▶ WORK INSTRUCTIONS
Retype exactly the lines that run from the start of the data to the line holding "use crate::canonicalize_or_current;", including both, and only those.

[THE RECORDS — start]

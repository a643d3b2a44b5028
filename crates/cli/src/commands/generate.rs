use anyhow::{anyhow, Context, Result};
use uibind_core::codegen::{generate_scripts, require_config, CombineStrategy};
use uibind_core::db::ProjectContext;
use uibind_core::scene::TemplateAssetId;

use crate::canonicalize_or_current;

/// Run rename propagation and code synthesis for one template's binding set.
///
/// `strategy` overrides the profile's combination strategy for this run.
pub fn generate_command(
    root: &str,
    template: &str,
    profile: Option<String>,
    strategy: Option<CombineStrategy>,
) -> Result<()> {
    let root_path = canonicalize_or_current(root)?;
    let ctx = ProjectContext::from_root(&root_path)?;
    let asset_id = TemplateAssetId::new(template);

    let mut set = ctx
        .db
        .load_binding_set(&asset_id)?
        .ok_or_else(|| anyhow!("No binding set for template '{template}'"))?;

    let mut config = require_config(
        ctx.config
            .profile(profile.as_deref())
            .map(|p| p.to_generation_config(&ctx.layout.root)),
    )
    .with_context(|| match profile {
        Some(ref name) => format!("No generation profile named '{name}'"),
        None => format!("No active generation profile '{}'", ctx.config.active_profile),
    })?;
    if let Some(strategy) = strategy {
        config.strategy = strategy;
    }

    let outcome = generate_scripts(&mut set, &config).context("Script generation failed")?;

    // Persist acknowledged renames.
    ctx.db.save_binding_set(&set).context("Failed to save binding set")?;

    println!("Generated scripts for '{}':", template);
    println!("  Class: {}", outcome.class_name);
    for path in &outcome.file_paths {
        println!("  Wrote: {}", path.display());
    }
    if outcome.rename.cleared > 0 {
        println!(
            "  Renames propagated: {} marker(s), {} token occurrence(s)",
            outcome.rename.cleared, outcome.rename.replacements
        );
    }
    for (original, emitted) in &outcome.forced_renames {
        println!("  Warning: duplicate field name '{original}' emitted as '{emitted}'");
    }

    Ok(())
}
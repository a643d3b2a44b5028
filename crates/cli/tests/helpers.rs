use std::fs;
use std::path::Path;

use tempfile::tempdir;
use uibind::{canonicalize_or_current, infer_project_name, sha256_file};

#[test]
fn canonicalize_or_current_resolves_existing_relative_path() {
    let original = std::env::current_dir().expect("cwd");
    let tmp = tempdir().expect("tempdir");
    let subdir = tmp.path().join("nested");
    fs::create_dir_all(&subdir).expect("create nested");
    std::env::set_current_dir(tmp.path()).expect("chdir tmp");

    let result = canonicalize_or_current("nested").expect("canonicalize nested");
    assert_eq!(result, subdir.canonicalize().expect("canonicalize subdir"));

    std::env::set_current_dir(original).expect("restore cwd");
}

#[test]
fn canonicalize_or_current_keeps_missing_paths_absolute() {
    let result = canonicalize_or_current("does-not-exist-anywhere").expect("canonicalize");
    assert!(result.is_absolute());
    assert!(result.ends_with("does-not-exist-anywhere"));
}

#[test]
fn infer_project_name_uses_last_path_component() {
    assert_eq!(infer_project_name(Path::new("/tmp/project-root")), "project-root");
    assert_eq!(infer_project_name(Path::new("/")), "unnamed-project");
}

#[test]
fn sha256_file_matches_known_digest() {
    let tmp = tempdir().expect("tempdir");
    let path = tmp.path().join("data.txt");
    fs::write(&path, b"abc").expect("write");

    let digest = sha256_file(&path).expect("hash");
    assert_eq!(digest, "ba7816bf8f01cfea414140de5dae2223b00361a396177a9cb410ff61f20015ad");
}

#[test]
fn sha256_file_fails_for_missing_file() {
    let tmp = tempdir().expect("tempdir");
    let err = sha256_file(&tmp.path().join("missing.bin")).unwrap_err();
    assert!(err.to_string().contains("Failed to open file"));
}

[THE RECORDS — finish]

▶ SOLUTION
repository a643d3b2a44b5028
filename crates/cli/src/commands/generate.rs
use anyhow::{anyhow, Context, Result};
use uibind_core::codegen::{generate_scripts, require_config, CombineStrategy};
use uibind_core::db::ProjectContext;
use uibind_core::scene::TemplateAssetId;

use crate::canonicalize_or_current;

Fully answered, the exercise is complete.